With its small size, non-cutting teeth, and oceanic habitat, the crocodile shark is not considered dangerous to humans. However, it has a powerful bite that invites caution. This species is a common bycatch of various pelagic longline fisheries meant for tuna and swordfish. The largest numbers are caught by the Japanese yellowfin tuna fishery and the Australian swordfish fishery, both operating in the Indian Ocean. This species is also sometimes caught on squid jigs and in tuna gillnets. It is usually discarded due to its small size and low-quality meat. However, its oily liver is potentially valuable. No data is available on the population status of the crocodile shark, though it is probably declining from bycatch mortality. Coupled with its low reproductive rate, this has led the International Union for Conservation of Nature (IUCN) to assessed it as Near Threatened. In June 2018 the New Zealand Department of Conservation classified the crocodile shark as "Data Deficient" with the qualifier "Secure Overseas" under the New Zealand Threat Classification System.

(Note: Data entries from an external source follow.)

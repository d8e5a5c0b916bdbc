//! Union committees and their lookup rules.
//!
//! # Invariants
//! - Committee keys are lowercase ASCII and never change.
//! - Lookups accept keys, names, aliases and page-style paths
//!   (`/sports-committee.html`).

use serde::Serialize;

#[derive(Debug, Clone, Copy, PartialEq, Eq, Serialize)]
pub struct Committee {
    pub key: &'static str,
    pub name: &'static str,
    pub summary: &'static str,
    #[serde(skip)]
    pub aliases: &'static [&'static str],
}

pub const COMMITTEES: [Committee; 5] = [
    Committee {
        key: "sports",
        name: "Sports Committee",
        summary: "Leads athletics, intramurals, and campus spirit events.",
        aliases: &["athletics", "sports committee"],
    },
    Committee {
        key: "social",
        name: "Social Committee",
        summary: "Plans mixers, welcome events, and cohort traditions.",
        aliases: &["social committee"],
    },
    Committee {
        key: "cultural",
        name: "Cultural Committee",
        summary: "Celebrates heritage nights, arts showcases, and shared identities.",
        aliases: &["culture", "cultral", "cultural committee"],
    },
    Committee {
        key: "science",
        name: "Science Committee",
        summary: "Hosts innovation labs, research spotlights, and STEM outreach.",
        aliases: &["stem", "science committee"],
    },
    Committee {
        key: "art",
        name: "Art Committee",
        summary: "Curates galleries, performances, and creative workshops.",
        aliases: &["arts", "art committee"],
    },
];

pub fn iter_committees() -> impl Iterator<Item = &'static Committee> {
    COMMITTEES.iter()
}

/// Resolves free-form input to a committee key, or `None` when nothing matches.
pub fn normalize_committee_key(raw: &str) -> Option<&'static str> {
    let mut token = raw.trim().to_lowercase();
    token = token.trim_start_matches('/').to_string();
    token = token.trim_end_matches('/').to_string();
    if let Some(stripped) = token.strip_suffix(".html") {
        token = stripped.to_string();
    }
    token = collapse_whitespace(&token.replace(['_', '-'], " "));
    if token.ends_with("committee") && !token.ends_with(" committee") {
        token = token.replace("committee", " committee");
    }

    let bare = token.replace(" committee", "");
    let candidates = [token.as_str(), bare.as_str()];

    for committee in COMMITTEES.iter() {
        let name = committee.name.to_lowercase();
        if candidates.contains(&committee.key) || candidates.contains(&name.as_str()) {
            return Some(committee.key);
        }
        for alias in committee.aliases {
            let alias_token = collapse_whitespace(&alias.to_lowercase().replace(['_', '-'], " "));
            if candidates.contains(&alias_token.as_str()) {
                return Some(committee.key);
            }
        }
    }
    None
}

pub fn committee_by_key(raw: &str) -> Option<&'static Committee> {
    let key = normalize_committee_key(raw)?;
    COMMITTEES.iter().find(|committee| committee.key == key)
}

/// Human label for a stored committee value.
///
/// Known committees use their display name; anything else is title-cased.
pub fn committee_label(raw: &str) -> String {
    if raw.is_empty() {
        return String::new();
    }
    if let Some(committee) = committee_by_key(raw) {
        return committee.name.to_string();
    }
    title_case(&raw.replace(['-', '_'], " "))
}

fn collapse_whitespace(value: &str) -> String {
    value.split_whitespace().collect::<Vec<_>>().join(" ")
}

fn title_case(value: &str) -> String {
    let mut out = String::with_capacity(value.len());
    let mut previous_is_letter = false;
    for ch in value.chars() {
        if ch.is_alphabetic() {
            if previous_is_letter {
                out.extend(ch.to_lowercase());
            } else {
                out.extend(ch.to_uppercase());
            }
            previous_is_letter = true;
        } else {
            out.push(ch);
            previous_is_letter = false;
        }
    }
    out
}
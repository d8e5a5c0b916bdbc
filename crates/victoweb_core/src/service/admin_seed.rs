//! Staff account seeding behind the `create-admin-batch` and
//! `seed-named-admins` commands.
//!
//! # Invariants
//! - Dry runs never write.
//! - Existing usernames are never recreated; batch seeding skips them and
//!   named seeding brings them up to date.

use super::password::{hash_password, PasswordHashError};
use crate::model::account::{AdminRole, NewAccount};
use crate::model::committee::iter_committees;
use crate::repo::account_repo::AccountRepository;
use crate::repo::RepoError;
use log::info;
use rand::Rng;
use std::error::Error;
use std::fmt::{Display, Formatter};

pub const DEFAULT_BATCH_COUNT: u32 = 10;
pub const DEFAULT_BATCH_PREFIX: &str = "admin";
pub const DEFAULT_ADMIN_DOMAIN: &str = "vc29.local";
pub const PROVIDED_PASSWORD_LABEL: &str = "(provided password)";

const BATCH_PASSWORD_ALPHABET: &[u8] =
    b"abcdefghijklmnopqrstuvwxyzABCDEFGHIJKLMNOPQRSTUVWXYZ0123456789!@#$%?-_";
const NAMED_PASSWORD_ALPHABET: &[u8] =
    b"abcdefghijklmnopqrstuvwxyzABCDEFGHIJKLMNOPQRSTUVWXYZ0123456789!@#%?-_";
const BATCH_PASSWORD_LENGTH: usize = 14;
const NAMED_PASSWORD_LENGTH: usize = 16;

#[derive(Debug)]
pub enum SeedError {
    InvalidOption {
        option: &'static str,
        message: &'static str,
    },
    Hash(PasswordHashError),
    Repo(RepoError),
}

impl Display for SeedError {
    fn fmt(&self, f: &mut Formatter<'_>) -> std::fmt::Result {
        match self {
            Self::InvalidOption { option, message } => write!(f, "--{option} {message}"),
            Self::Hash(err) => write!(f, "{err}"),
            Self::Repo(err) => write!(f, "{err}"),
        }
    }
}

impl Error for SeedError {
    fn source(&self) -> Option<&(dyn Error + 'static)> {
        match self {
            Self::InvalidOption { .. } => None,
            Self::Hash(err) => Some(err),
            Self::Repo(err) => Some(err),
        }
    }
}

impl From<RepoError> for SeedError {
    fn from(value: RepoError) -> Self {
        Self::Repo(value)
    }
}

impl From<PasswordHashError> for SeedError {
    fn from(value: PasswordHashError) -> Self {
        Self::Hash(value)
    }
}

/// Username with the password to hand over (or the provided-password marker).
#[derive(Debug, Clone, PartialEq, Eq)]
pub struct SeededCredential {
    pub username: String,
    pub password_display: String,
}

#[derive(Debug, Clone, PartialEq, Eq)]
pub struct AdminBatchOptions {
    pub count: i64,
    pub prefix: String,
    pub password: Option<String>,
    pub domain: String,
    pub dry_run: bool,
}

impl Default for AdminBatchOptions {
    fn default() -> Self {
        Self {
            count: i64::from(DEFAULT_BATCH_COUNT),
            prefix: DEFAULT_BATCH_PREFIX.to_string(),
            password: None,
            domain: DEFAULT_ADMIN_DOMAIN.to_string(),
            dry_run: false,
        }
    }
}

#[derive(Debug, Clone, Default, PartialEq, Eq)]
pub struct AdminBatchReport {
    pub created: Vec<SeededCredential>,
    pub skipped: Vec<String>,
    pub dry_run: bool,
}

#[derive(Debug, Clone, PartialEq, Eq)]
pub struct NamedAdminOptions {
    pub password: Option<String>,
    pub domain: String,
    pub dry_run: bool,
}

impl Default for NamedAdminOptions {
    fn default() -> Self {
        Self {
            password: None,
            domain: DEFAULT_ADMIN_DOMAIN.to_string(),
            dry_run: false,
        }
    }
}

#[derive(Debug, Clone, Default, PartialEq, Eq)]
pub struct NamedAdminReport {
    pub created: Vec<String>,
    pub updated: Vec<String>,
    pub skipped: Vec<String>,
    /// Credentials of accounts actually created (empty on dry runs).
    pub credentials: Vec<SeededCredential>,
    pub dry_run: bool,
}

/// One leadership account of the fixed roster.
#[derive(Debug, Clone, PartialEq, Eq)]
pub struct NamedAdminProfile {
    pub username: String,
    pub full_name: String,
    pub email: String,
    pub role: AdminRole,
}

/// Ensures `prefix01..prefixNN` staff superusers exist.
pub fn create_admin_batch<R: AccountRepository>(
    repo: &R,
    options: &AdminBatchOptions,
) -> Result<AdminBatchReport, SeedError> {
    let prefix = options.prefix.trim();
    let domain = options.domain.trim();
    if options.count <= 0 {
        return Err(SeedError::InvalidOption {
            option: "count",
            message: "must be a positive integer.",
        });
    }
    if prefix.is_empty() {
        return Err(SeedError::InvalidOption {
            option: "prefix",
            message: "cannot be empty.",
        });
    }
    if domain.is_empty() {
        return Err(SeedError::InvalidOption {
            option: "domain",
            message: "cannot be empty.",
        });
    }
    let password_override = options.password.as_deref().filter(|value| !value.is_empty());

    let width = options.count.to_string().len().max(2);
    let mut report = AdminBatchReport {
        dry_run: options.dry_run,
        ..AdminBatchReport::default()
    };

    for index in 1..=options.count {
        let padded = format!("{index:0width$}");
        let username = format!("{prefix}{padded}");
        if repo.find_by_username(&username)?.is_some() {
            report.skipped.push(username);
            continue;
        }

        let password = match password_override {
            Some(value) => value.to_string(),
            None => random_password(BATCH_PASSWORD_ALPHABET, BATCH_PASSWORD_LENGTH),
        };
        if !options.dry_run {
            repo.create_account(&NewAccount {
                username: username.clone(),
                password_hash: hash_password(&password)?,
                email: format!("{username}@{domain}"),
                full_name: format!("Admin {padded}"),
                is_staff: true,
                is_superuser: true,
                ..NewAccount::default()
            })?;
        }
        report.created.push(SeededCredential {
            username,
            password_display: if password_override.is_some() {
                PROVIDED_PASSWORD_LABEL.to_string()
            } else {
                password
            },
        });
    }

    info!(
        "event=admin_batch module=admin_seed status=ok dry_run={} created={} skipped={}",
        options.dry_run,
        report.created.len(),
        report.skipped.len()
    );
    Ok(report)
}

/// Fixed leadership roster for `domain` (emails lowercased).
pub fn named_admin_roster(domain: &str) -> Vec<NamedAdminProfile> {
    let profile = |username: String, full_name: String, role: AdminRole| NamedAdminProfile {
        email: format!("{username}@{domain}").to_lowercase(),
        username,
        full_name,
        role,
    };

    let mut roster = vec![
        profile(
            "union_president".to_string(),
            "Union President".to_string(),
            AdminRole::UnionPresident,
        ),
        profile(
            "union_vice_president".to_string(),
            "Union Vice President".to_string(),
            AdminRole::UnionVicePresident,
        ),
    ];
    for committee in iter_committees() {
        roster.push(profile(
            format!("{}_lead", committee.key),
            format!("{} Lead", committee.name),
            AdminRole::CommitteeLead,
        ));
    }
    for index in 1..=2 {
        roster.push(profile(
            format!("operations_admin_{index:02}"),
            format!("Operations Center Admin {index:02}"),
            AdminRole::OperationsAdmin,
        ));
    }
    for index in 1..=2 {
        roster.push(profile(
            format!("media_admin_{index:02}"),
            format!("Media Admin {index:02}"),
            AdminRole::MediaAdmin,
        ));
    }
    roster.push(profile(
        "dev_admin".to_string(),
        "Development Admin".to_string(),
        AdminRole::DevAdmin,
    ));
    roster
}

/// Creates or refreshes the leadership roster.
pub fn seed_named_admins<R: AccountRepository>(
    repo: &R,
    options: &NamedAdminOptions,
) -> Result<NamedAdminReport, SeedError> {
    let domain = match options.domain.trim() {
        "" => DEFAULT_ADMIN_DOMAIN,
        value => value,
    };
    let password_override = options.password.as_deref().filter(|value| !value.is_empty());
    let mut report = NamedAdminReport {
        dry_run: options.dry_run,
        ..NamedAdminReport::default()
    };

    for profile in named_admin_roster(domain) {
        let Some(mut account) = repo.find_by_username(&profile.username)? else {
            if !options.dry_run {
                let password = match password_override {
                    Some(value) => value.to_string(),
                    None => random_password(NAMED_PASSWORD_ALPHABET, NAMED_PASSWORD_LENGTH),
                };
                repo.create_account(&NewAccount {
                    username: profile.username.clone(),
                    password_hash: hash_password(&password)?,
                    email: profile.email.clone(),
                    full_name: profile.full_name.clone(),
                    is_staff: true,
                    is_superuser: true,
                    admin_role: profile.role,
                    ..NewAccount::default()
                })?;
                report.credentials.push(SeededCredential {
                    username: profile.username.clone(),
                    password_display: if password_override.is_some() {
                        PROVIDED_PASSWORD_LABEL.to_string()
                    } else {
                        password
                    },
                });
            }
            report.created.push(profile.username);
            continue;
        };

        let profile_changed = account.full_name != profile.full_name
            || account.email != profile.email
            || !account.is_staff
            || !account.is_superuser
            || account.admin_role != profile.role;
        let changed = profile_changed || password_override.is_some();

        if !options.dry_run {
            if profile_changed {
                account.full_name = profile.full_name.clone();
                account.email = profile.email.clone();
                account.is_staff = true;
                account.is_superuser = true;
                account.admin_role = profile.role;
                repo.update_account(&account)?;
            }
            if let Some(password) = password_override {
                repo.set_password_hash(account.id, &hash_password(password)?)?;
            }
        }

        if changed {
            report.updated.push(profile.username);
        } else {
            report.skipped.push(profile.username);
        }
    }

    info!(
        "event=named_admins module=admin_seed status=ok dry_run={} created={} updated={} skipped={}",
        options.dry_run,
        report.created.len(),
        report.updated.len(),
        report.skipped.len()
    );
    Ok(report)
}

fn random_password(alphabet: &[u8], length: usize) -> String {
    let mut rng = rand::thread_rng();
    (0..length)
        .map(|_| char::from(alphabet[rng.gen_range(0..alphabet.len())]))
        .collect()
}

After AT&T installed the first deep sea fiberoptic cables between Gran Canaria and Tenerife in the Canary Islands in September 1985, the system suffered a series of shorts that necessitated costly repairs. It was discovered that attacks from the crocodile shark were responsible for most of the failures, possibly because they were attracted to the electric field around the cables. Since crocodile sharks are not benthic in nature, they were presumably biting the cables as they were being deployed. The problem was solved by protecting the cables with a layer of steel tape beneath a dense polyethylene coating.